Azure Container Apps dynamic sessions run each sandbox as a Hyper-V-isolated custom container inside your own Azure subscription, so untrusted agent code and your repository contents never leave your infrastructure. Sessions are allocated on demand from a warm pool and reached through the pool’s management endpoint — your backend authenticates to it with a short-lived Microsoft Entra token, so no session ever has a public, unauthenticated ingress. This is the recommended sandbox provider for customers deploying Lightdash on Azure — it keeps the sandbox boundary inside your existing Azure subscription and avoids sending agent workloads or repository contents to a third-party service. It pairs naturally with AKS via workload identity.

Dynamic sessions have no native memory snapshot, so this provider suspends a sandbox by tarring its workspace to S3-compatible object storage (the same bucket Lightdash already uses) and destroying the session, then restores it on the next turn. Object storage is therefore required — see external object storage.

Prerequisites

Provision these with your own IaC, in the same Azure subscription your Lightdash backend runs in:

Two session-pool container images — one for data app generation and one for AI writeback (they bundle different toolchains). Build them from the Dockerfiles in the Lightdash repo (sandboxes/data-apps/, sandboxes/ai-writeback/, and the exec agent in sandboxes/microvm-agent/) for linux/amd64, and push them to a registry the pool can pull (e.g. Azure Container Registry).
A workload-profile Container Apps environment, and two custom-container dynamic session pools in it (one per image), each with its ingress target port set to 8080 (the exec agent’s port). Custom-container sessions require a workload-profile environment — a Consumption-only environment is rejected. Each pool exposes a pool management endpoint for the config below.
A managed identity assigned to each pool, granted the built-in Azure ContainerApps Session Executor role on the pool. Your backend authenticates as this identity (via workload identity on AKS, or any credential DefaultAzureCredential resolves) to allocate and drive sessions — so no client secret is configured.

Configure the provider

SANDBOX_PROVIDER=azure-container-sessions
ANTHROPIC_API_KEY=sk-ant-...   # the agent (Claude Code) runs inside the session

# The pool management endpoints for the two session pools above. Required.
AZURE_CONTAINER_SESSIONS_DATA_APP_POOL_ENDPOINT=https://<pool>.<env>.<region>.azurecontainerapps.io
AZURE_CONTAINER_SESSIONS_AI_WRITEBACK_POOL_ENDPOINT=https://<pool>.<env>.<region>.azurecontainerapps.io

The backend authenticates to the dynamic-sessions data plane with DefaultAzureCredential, so no keys or secrets are set here — grant the backend’s identity the Azure ContainerApps Session Executor role on each pool instead. In AKS, this is a user-assigned managed identity federated to the backend’s service account via workload identity.

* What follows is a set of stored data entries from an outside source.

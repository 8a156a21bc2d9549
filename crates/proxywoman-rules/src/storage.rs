use std::collections::HashMap;
use std::sync::Mutex;

use crate::breakpoint::BreakpointRule;
use crate::error::RuleError;
use crate::scripting::Script;

/// Persistence collaborator for breakpoint rules. Loaded once at startup,
/// written through on every mutation.
pub trait BreakpointRuleStore: Send + Sync {
    fn save_rule(&self, rule: &BreakpointRule) -> Result<(), RuleError>;
    fn load_rules(&self) -> Result<Vec<BreakpointRule>, RuleError>;
    fn delete_rule(&self, id: &str) -> Result<(), RuleError>;
    fn update_rule_status(&self, id: &str, enabled: bool) -> Result<(), RuleError>;
}

/// Persistence collaborator for scripts.
pub trait ScriptStore: Send + Sync {
    fn save_script(&self, script: &Script) -> Result<(), RuleError>;
    fn load_scripts(&self) -> Result<Vec<Script>, RuleError>;
    fn delete_script(&self, id: &str) -> Result<(), RuleError>;
    fn update_script_status(&self, id: &str, enabled: bool) -> Result<(), RuleError>;
}

/// In-memory implementation of both stores, for tests and embedders without
/// durable storage.
#[derive(Debug, Default)]
pub struct MemoryStore {
    rules: Mutex<HashMap<String, BreakpointRule>>,
    scripts: Mutex<HashMap<String, Script>>,
}

impl BreakpointRuleStore for MemoryStore {
    fn save_rule(&self, rule: &BreakpointRule) -> Result<(), RuleError> {
        self.rules
            .lock()
            .expect("rule store lock poisoned")
            .insert(rule.id.clone(), rule.clone());
        Ok(())
    }

    fn load_rules(&self) -> Result<Vec<BreakpointRule>, RuleError> {
        Ok(self
            .rules
            .lock()
            .expect("rule store lock poisoned")
            .values()
            .cloned()
            .collect())
    }

    fn delete_rule(&self, id: &str) -> Result<(), RuleError> {
        self.rules
            .lock()
            .expect("rule store lock poisoned")
            .remove(id);
        Ok(())
    }

    fn update_rule_status(&self, id: &str, enabled: bool) -> Result<(), RuleError> {
        let mut rules = self.rules.lock().expect("rule store lock poisoned");
        let rule = rules
            .get_mut(id)
            .ok_or_else(|| RuleError::RuleNotFound(id.to_string()))?;
        rule.enabled = enabled;
        Ok(())
    }
}

impl ScriptStore for MemoryStore {
    fn save_script(&self, script: &Script) -> Result<(), RuleError> {
        self.scripts
            .lock()
            .expect("script store lock poisoned")
            .insert(script.id.clone(), script.clone());
        Ok(())
    }

    fn load_scripts(&self) -> Result<Vec<Script>, RuleError> {
        Ok(self
            .scripts
            .lock()
            .expect("script store lock poisoned")
            .values()
            .cloned()
            .collect())
    }

    fn delete_script(&self, id: &str) -> Result<(), RuleError> {
        self.scripts
            .lock()
            .expect("script store lock poisoned")
            .remove(id);
        Ok(())
    }

    fn update_script_status(&self, id: &str, enabled: bool) -> Result<(), RuleError> {
        let mut scripts = self.scripts.lock().expect("script store lock poisoned");
        let script = scripts
            .get_mut(id)
            .ok_or_else(|| RuleError::RuleNotFound(id.to_string()))?;
        script.enabled = enabled;
        Ok(())
    }
}
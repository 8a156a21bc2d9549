use std::collections::HashMap;

use url::Url;

/// The outbound request as the pipeline shapes it. Stages mutate it in
/// place; the engine dials whatever is left when the chain finishes.
#[derive(Debug, Clone)]
pub struct InterceptedRequest {
    pub method: String,
    pub url: Url,
    pub headers: HashMap<String, String>,
    pub body: Vec<u8>,
    /// Parent proxy selected by the upstream stage, if any.
    pub upstream: Option<UpstreamRoute>,
    /// Headers stamped onto the response before it is written back.
    pub response_markers: Vec<(String, String)>,
}

impl InterceptedRequest {
    pub fn new(method: String, url: Url, headers: HashMap<String, String>, body: Vec<u8>) -> Self {
        Self {
            method,
            url,
            headers,
            body,
            upstream: None,
            response_markers: Vec::new(),
        }
    }

    pub fn header(&self, name: &str) -> Option<&str> {
        self.headers
            .iter()
            .find(|(key, _)| key.eq_ignore_ascii_case(name))
            .map(|(_, value)| value.as_str())
    }

    /// Replaces a header regardless of the stored name casing.
    pub fn set_header(&mut self, name: &str, value: String) {
        self.headers.retain(|key, _| !key.eq_ignore_ascii_case(name));
        self.headers.insert(name.to_string(), value);
    }
}

/// A response travelling back toward the client, synthetic or forwarded.
#[derive(Debug, Clone)]
pub struct InterceptedResponse {
    pub status_code: u16,
    pub status: String,
    pub headers: HashMap<String, String>,
    pub body: Vec<u8>,
}

impl InterceptedResponse {
    pub fn new(status_code: u16, status: impl Into<String>) -> Self {
        Self {
            status_code,
            status: status.into(),
            headers: HashMap::new(),
            body: Vec::new(),
        }
    }

    pub fn with_header(mut self, name: impl Into<String>, value: impl Into<String>) -> Self {
        self.headers.insert(name.into(), value.into());
        self
    }

    pub fn with_body(mut self, body: Vec<u8>) -> Self {
        self.body = body;
        self
    }

    pub fn header(&self, name: &str) -> Option<&str> {
        self.headers
            .iter()
            .find(|(key, _)| key.eq_ignore_ascii_case(name))
            .map(|(_, value)| value.as_str())
    }

    pub fn set_header(&mut self, name: &str, value: String) {
        self.headers.retain(|key, _| !key.eq_ignore_ascii_case(name));
        self.headers.insert(name.to_string(), value);
    }
}

/// Parent-proxy route resolved by the upstream stage.
#[derive(Debug, Clone)]
pub struct UpstreamRoute {
    pub rule_name: String,
    pub proxy_url: Url,
    /// Prebuilt `Proxy-Authorization` value when credentials are configured.
    pub authorization: Option<String>,
}

#[cfg(test)]
mod tests {
    use super::*;

    #[test]
    fn set_header_replaces_case_insensitively() {
        let url: Url = "http://example.test/".parse().expect("url");
        let mut request =
            InterceptedRequest::new("GET".to_string(), url, HashMap::new(), Vec::new());
        request.set_header("X-Token", "a".to_string());
        request.set_header("x-token", "b".to_string());
        assert_eq!(request.header("X-TOKEN"), Some("b"));
        assert_eq!(request.headers.len(), 1);
    }
}
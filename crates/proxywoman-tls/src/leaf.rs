use std::collections::HashMap;
use std::net::IpAddr;
use std::path::PathBuf;
use std::sync::atomic::{AtomicU64, Ordering};
use std::sync::{Arc, Mutex};
use std::time::{SystemTime, UNIX_EPOCH};

use rcgen::{
    CertificateParams, DistinguishedName, DnType, ExtendedKeyUsagePurpose, IsCa, KeyUsagePurpose,
    SanType, SerialNumber,
};
use rustls::pki_types::{CertificateDer, PrivateKeyDer, PrivatePkcs8KeyDer};
use rustls::ServerConfig;
use time::{Duration, OffsetDateTime};

use crate::authority::{generate_key_pair, CertificateAuthority};
use crate::TlsError;

const LEAF_VALID_DAYS: i64 = 365;

/// A per-host server certificate minted on demand, ready to terminate TLS.
pub struct MintedLeaf {
    pub server_config: Arc<ServerConfig>,
    pub cert_der: CertificateDer<'static>,
    pub cert_pem: String,
    pub common_name: String,
    pub dns_names: Vec<String>,
    pub ip_names: Vec<IpAddr>,
}

struct CacheState {
    authority: CertificateAuthority,
    leaves: HashMap<String, Arc<MintedLeaf>>,
}

/// Host-keyed leaf cache. Leaves live for the process lifetime and are never
/// evicted; the signing root and the table share one lock so at most one
/// mint per host is ever in flight.
pub struct LeafCache {
    state: Mutex<CacheState>,
    root_cert_der: CertificateDer<'static>,
    root_cert_pem: String,
    root_pem_path: PathBuf,
    minted: AtomicU64,
}

impl LeafCache {
    pub fn new(authority: CertificateAuthority) -> Self {
        Self {
            root_cert_der: authority.cert_der().clone(),
            root_cert_pem: authority.cert_pem().to_string(),
            root_pem_path: authority.root_pem_path().to_path_buf(),
            state: Mutex::new(CacheState {
                authority,
                leaves: HashMap::new(),
            }),
            minted: AtomicU64::new(0),
        }
    }

    pub fn root_cert_der(&self) -> &CertificateDer<'static> {
        &self.root_cert_der
    }

    pub fn root_cert_pem(&self) -> &str {
        &self.root_cert_pem
    }

    pub fn root_pem_path(&self) -> &std::path::Path {
        &self.root_pem_path
    }

    pub fn root_installed(&self) -> bool {
        self.root_pem_path.exists()
    }

    /// Returns the cached leaf for `host`, minting it on first use. The mint
    /// happens under the cache lock so concurrent callers for the same host
    /// all observe the one leaf.
    pub fn leaf_for(&self, host: &str) -> Result<Arc<MintedLeaf>, TlsError> {
        let key = normalize_host(host);
        let mut state = self.state.lock().expect("leaf cache lock poisoned");
        if let Some(leaf) = state.leaves.get(&key) {
            return Ok(Arc::clone(leaf));
        }

        let leaf = Arc::new(mint_leaf(&state.authority, &key)?);
        self.minted.fetch_add(1, Ordering::Relaxed);
        state.leaves.insert(key, Arc::clone(&leaf));
        Ok(leaf)
    }

    pub fn minted_count(&self) -> u64 {
        self.minted.load(Ordering::Relaxed)
    }
}

fn normalize_host(host: &str) -> String {
    match host.parse::<IpAddr>() {
        Ok(_) => host.to_string(),
        Err(_) => host.to_ascii_lowercase(),
    }
}

fn mint_leaf(authority: &CertificateAuthority, host: &str) -> Result<MintedLeaf, TlsError> {
    let (params, dns_names, ip_names) = leaf_params(host)?;
    let key = generate_key_pair()?;
    let cert = params.signed_by(&key, authority.issuer())?;
    let cert_der = cert.der().clone();
    let cert_pem = cert.pem();

    let chain = vec![cert_der.clone(), authority.cert_der().clone()];
    let private_key = PrivateKeyDer::from(PrivatePkcs8KeyDer::from(key.serialize_der()));
    let mut server_config = ServerConfig::builder()
        .with_no_client_auth()
        .with_single_cert(chain, private_key)?;
    server_config.alpn_protocols = vec![b"http/1.1".to_vec()];

    Ok(MintedLeaf {
        server_config: Arc::new(server_config),
        cert_der,
        cert_pem,
        common_name: host.to_string(),
        dns_names,
        ip_names,
    })
}

fn leaf_params(host: &str) -> Result<(CertificateParams, Vec<String>, Vec<IpAddr>), TlsError> {
    let mut params = CertificateParams::new(Vec::<String>::new())?;
    params.is_ca = IsCa::NoCa;
    params.use_authority_key_identifier_extension = true;
    params.key_usages = vec![
        KeyUsagePurpose::DigitalSignature,
        KeyUsagePurpose::KeyEncipherment,
    ];
    params.extended_key_usages = vec![ExtendedKeyUsagePurpose::ServerAuth];

    let now = OffsetDateTime::now_utc();
    params.not_before = now - Duration::hours(24);
    params.not_after = now + Duration::days(LEAF_VALID_DAYS);
    params.serial_number = Some(SerialNumber::from(unix_nanos().to_be_bytes().to_vec()));

    let mut dn = DistinguishedName::new();
    dn.push(DnType::CommonName, host.to_string());
    params.distinguished_name = dn;

    let mut dns_names = Vec::new();
    let mut ip_names = Vec::new();
    if let Ok(ip) = host.parse::<IpAddr>() {
        ip_names.push(ip);
    } else {
        dns_names.push(host.to_string());
        if !host.starts_with("*.") {
            dns_names.push(format!("*.{host}"));
        }
        let www = format!("www.{host}");
        if www != host {
            dns_names.push(www);
        }
    }
    if host == "localhost" || host == "127.0.0.1" {
        if !dns_names.iter().any(|name| name == "localhost") {
            dns_names.push("localhost".to_string());
        }
        for literal in ["127.0.0.1", "::1"] {
            let ip: IpAddr = literal.parse().expect("loopback literal must parse");
            if !ip_names.contains(&ip) {
                ip_names.push(ip);
            }
        }
    }

    for name in &dns_names {
        params
            .subject_alt_names
            .push(SanType::DnsName(name.as_str().try_into()?));
    }
    for ip in &ip_names {
        params.subject_alt_names.push(SanType::IpAddress(*ip));
    }

    Ok((params, dns_names, ip_names))
}

fn unix_nanos() -> u64 {
    SystemTime::now()
        .duration_since(UNIX_EPOCH)
        .map(|elapsed| elapsed.as_nanos() as u64)
        .unwrap_or(0)
}
use std::collections::HashMap;
use std::time::{Duration, Instant};

use serde::{Deserialize, Serialize};
use url::Url;

use proxywoman_core::Flow;
use proxywoman_rules::InterceptedRequest;

use crate::client;
use crate::error::ProxyError;

const REPLAY_TIMEOUT: Duration = Duration::from_secs(30);

/// Headers the replayer owns itself and never copies from the template.
const SKIPPED_HEADERS: &[&str] = &["host", "content-length", "connection"];

const VALID_METHODS: &[&str] = &["GET", "POST", "PUT", "DELETE", "PATCH", "HEAD", "OPTIONS"];

#[derive(Debug, Clone, Serialize, Deserialize)]
#[serde(rename_all = "camelCase")]
pub struct ReplayRequest {
    pub method: String,
    pub url: String,
    #[serde(default)]
    pub headers: HashMap<String, String>,
    #[serde(default)]
    pub body: String,
}

/// Shallow overlay applied to a recorded flow before resending.
#[derive(Debug, Clone, Default, Serialize, Deserialize)]
#[serde(rename_all = "camelCase", default)]
pub struct ReplayOverlay {
    pub method: Option<String>,
    pub url: Option<String>,
    pub headers: Option<HashMap<String, String>>,
    pub body: Option<String>,
}

#[derive(Debug, Clone, Default, Serialize, Deserialize)]
#[serde(rename_all = "camelCase")]
pub struct ReplayResponse {
    pub status_code: u16,
    pub status: String,
    pub headers: HashMap<String, String>,
    pub body: String,
    pub duration_ms: u64,
    #[serde(skip_serializing_if = "Option::is_none")]
    pub error: Option<String>,
}

/// Resends requests as a first-class tool: straight to the origin, no
/// pipeline re-entry, no new flow, no redirect following.
#[derive(Debug, Clone)]
pub struct ReplayManager {
    timeout: Duration,
    max_head_bytes: usize,
}

impl Default for ReplayManager {
    fn default() -> Self {
        Self::new()
    }
}

impl ReplayManager {
    pub fn new() -> Self {
        Self {
            timeout: REPLAY_TIMEOUT,
            max_head_bytes: 64 * 1024,
        }
    }

    pub fn with_timeout(mut self, timeout: Duration) -> Self {
        self.timeout = timeout;
        self
    }

    pub async fn replay_flow(&self, flow: &Flow) -> ReplayResponse {
        self.send(&ReplayRequest {
            method: flow.request.method.clone(),
            url: flow.request.url.clone(),
            headers: flow.request.headers.clone(),
            body: String::from_utf8_lossy(&flow.request.body).into_owned(),
        })
        .await
    }

    pub async fn replay_with_overlay(&self, flow: &Flow, overlay: ReplayOverlay) -> ReplayResponse {
        let mut template = ReplayRequest {
            method: flow.request.method.clone(),
            url: flow.request.url.clone(),
            headers: flow.request.headers.clone(),
            body: String::from_utf8_lossy(&flow.request.body).into_owned(),
        };
        if let Some(method) = overlay.method {
            template.method = method;
        }
        if let Some(url) = overlay.url {
            template.url = url;
        }
        if let Some(headers) = overlay.headers {
            for (name, value) in headers {
                template.headers.insert(name, value);
            }
        }
        if let Some(body) = overlay.body {
            template.body = body;
        }
        self.send(&template).await
    }

    /// Transport failures come back inside the response record, not as an
    /// error; the caller is an operator looking at a result pane.
    pub async fn send(&self, request: &ReplayRequest) -> ReplayResponse {
        let started = Instant::now();
        let url: Url = match request.url.parse() {
            Ok(url) => url,
            Err(error) => {
                return ReplayResponse {
                    error: Some(format!("invalid URL: {error}")),
                    ..ReplayResponse::default()
                }
            }
        };

        let mut headers = HashMap::new();
        for (name, value) in &request.headers {
            if SKIPPED_HEADERS
                .iter()
                .any(|skipped| name.eq_ignore_ascii_case(skipped))
            {
                continue;
            }
            headers.insert(name.clone(), value.clone());
        }

        let outbound = InterceptedRequest::new(
            request.method.clone(),
            url,
            headers,
            request.body.clone().into_bytes(),
        );
        match client::send_request(&outbound, self.timeout, self.max_head_bytes).await {
            Ok(response) => ReplayResponse {
                status_code: response.status_code,
                status: response.status,
                headers: response.headers,
                body: String::from_utf8_lossy(&response.body).into_owned(),
                duration_ms: started.elapsed().as_millis() as u64,
                error: None,
            },
            Err(error) => ReplayResponse {
                duration_ms: started.elapsed().as_millis() as u64,
                error: Some(format!("request failed: {error}")),
                ..ReplayResponse::default()
            },
        }
    }

    pub fn validate(&self, request: &ReplayRequest) -> Result<(), ProxyError> {
        if !VALID_METHODS
            .iter()
            .any(|method| method.eq_ignore_ascii_case(&request.method))
        {
            return Err(ProxyError::InvalidRequest(format!(
                "invalid HTTP method: {}",
                request.method
            )));
        }
        request
            .url
            .parse::<Url>()
            .map_err(|error| ProxyError::InvalidRequest(format!("invalid URL: {error}")))?;
        Ok(())
    }
}

#[cfg(test)]
mod tests {
    use tokio::io::{AsyncReadExt, AsyncWriteExt};

    use super::*;

    #[tokio::test]
    async fn send_skips_hop_level_headers_and_measures_duration() {
        let listener = tokio::net::TcpListener::bind("127.0.0.1:0")
            .await
            .expect("bind stub");
        let addr = listener.local_addr().expect("addr");
        tokio::spawn(async move {
            let (mut stream, _) = listener.accept().await.expect("accept");
            let mut buffer = vec![0_u8; 4096];
            let read = stream.read(&mut buffer).await.expect("read");
            let request = String::from_utf8_lossy(&buffer[..read]).to_string();
            assert!(request.contains("X-Custom: yes\r\n"), "{request}");
            assert!(!request.contains("Host: stale.test"), "{request}");
            stream
                .write_all(b"HTTP/1.1 200 OK\r\nContent-Length: 2\r\n\r\nok")
                .await
                .expect("respond");
        });

        let manager = ReplayManager::new();
        let response = manager
            .send(&ReplayRequest {
                method: "GET".to_string(),
                url: format!("http://{addr}/replayed"),
                headers: HashMap::from([
                    ("Host".to_string(), "stale.test".to_string()),
                    ("Connection".to_string(), "close".to_string()),
                    ("X-Custom".to_string(), "yes".to_string()),
                ]),
                body: String::new(),
            })
            .await;

        assert_eq!(response.status_code, 200);
        assert_eq!(response.body, "ok");
        assert!(response.error.is_none());
    }

    #[tokio::test]
    async fn transport_failure_is_reported_inline() {
        let manager = ReplayManager::new().with_timeout(Duration::from_secs(2));
        let response = manager
            .send(&ReplayRequest {
                method: "GET".to_string(),
                url: "http://127.0.0.1:1/".to_string(),
                headers: HashMap::new(),
                body: String::new(),
            })
            .await;
        assert_eq!(response.status_code, 0);
        assert!(response.error.expect("error").contains("request failed"));
    }

    #[test]
    fn validate_checks_method_and_url() {
        let manager = ReplayManager::new();
        assert!(manager
            .validate(&ReplayRequest {
                method: "GET".to_string(),
                url: "http://x.test/".to_string(),
                headers: HashMap::new(),
                body: String::new(),
            })
            .is_ok());
        assert!(manager
            .validate(&ReplayRequest {
                method: "YEET".to_string(),
                url: "http://x.test/".to_string(),
                headers: HashMap::new(),
                body: String::new(),
            })
            .is_err());
        assert!(manager
            .validate(&ReplayRequest {
                method: "GET".to_string(),
                url: "not a url".to_string(),
                headers: HashMap::new(),
                body: String::new(),
            })
            .is_err());
    }
}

Both AZURE_CONTAINER_SESSIONS_API_VERSION (dynamic-sessions data-plane API version) and AZURE_CONTAINER_SESSIONS_TOKEN_SCOPE (the Entra token scope) have sensible defaults and rarely need to be set.

Networking

Constrain a session’s outbound access on the pool’s own configuration (its egress settings / the environment’s network), not in Lightdash. As with any sandbox provider, we recommend denying outbound traffic by default and only allowing the destinations the agent needs (your dbt repository host, the Anthropic / Azure OpenAI API, your container registry).

Local Docker provider (development)

For local development you can run sandboxes as plain Docker containers on your own machine — no E2B account required. This is the recommended way to work on or try the AI features locally. It uses the same images E2B builds, but as plain local Docker images. Two separate images are used (different toolchains), mirroring the two E2B templates:

Image (default tag)	Built from	Used by
`lightdash-sandbox:local`	`sandboxes/data-apps/`	Data app generation
`lightdash-ai-writeback:local`	`sandboxes/ai-writeback/`	AI writeback

Prerequisites

Docker running locally, with the daemon reachable from the Lightdash backend.
S3-compatible object storage configured (locally this is MinIO). Suspended-sandbox snapshots are tarred to object storage so a conversation survives the container being destroyed — see external object storage.
An Anthropic API key (ANTHROPIC_API_KEY) for the agent.

Setup

Build the local sandbox images (each builds from sandboxes/<feature>/):
```
./sandboxes/data-apps/build-local-image.sh        # -> lightdash-sandbox:local
./sandboxes/ai-writeback/build-local-image.sh     # -> lightdash-ai-writeback:local
```
These are large (the writeback image bundles dbt, the Lightdash CLI and Claude Code) and only need rebuilding when the sandbox toolchain changes.

Point Lightdash at the Docker provider:

SANDBOX_PROVIDER=docker
# optional — these are the defaults:
SANDBOX_DOCKER_IMAGE=lightdash-sandbox:local
SANDBOX_AI_WRITEBACK_DOCKER_IMAGE=lightdash-ai-writeback:local

Restart the backend and the scheduler so both pick up the new environment. Data app generation runs in the scheduler worker, so a stale SANDBOX_PROVIDER there will keep it on E2B. (With PM2, a plain restart reuses the cached env — delete and re-start the processes, or restart with --update-env, to actually reload the env file.)

Snapshot lifecycle

Every turn suspends its own sandbox, so in steady state nothing sits idle. For the Lambda MicroVMs provider, two timers configure the AWS-side idle policy as a backstop — when to auto-suspend a sandbox left running and when to auto-terminate a suspended one:

SANDBOX_IDLE_TIMEOUT_MS=1800000        # auto-suspend a running-but-idle microVM (default 30 min)
SANDBOX_SNAPSHOT_RETENTION_MS=604800000 # auto-terminate a suspended microVM (default 7 days); also how long a thread stays resumable

These are read only by the Lambda MicroVMs provider. E2B manages idle sandboxes itself; Azure Container Apps dynamic sessions are reclaimed by the session pool’s own cooldown lifecycle (configured on the pool) and lose nothing, since the snapshot lives in object storage; and the Docker dev provider has no idle handling.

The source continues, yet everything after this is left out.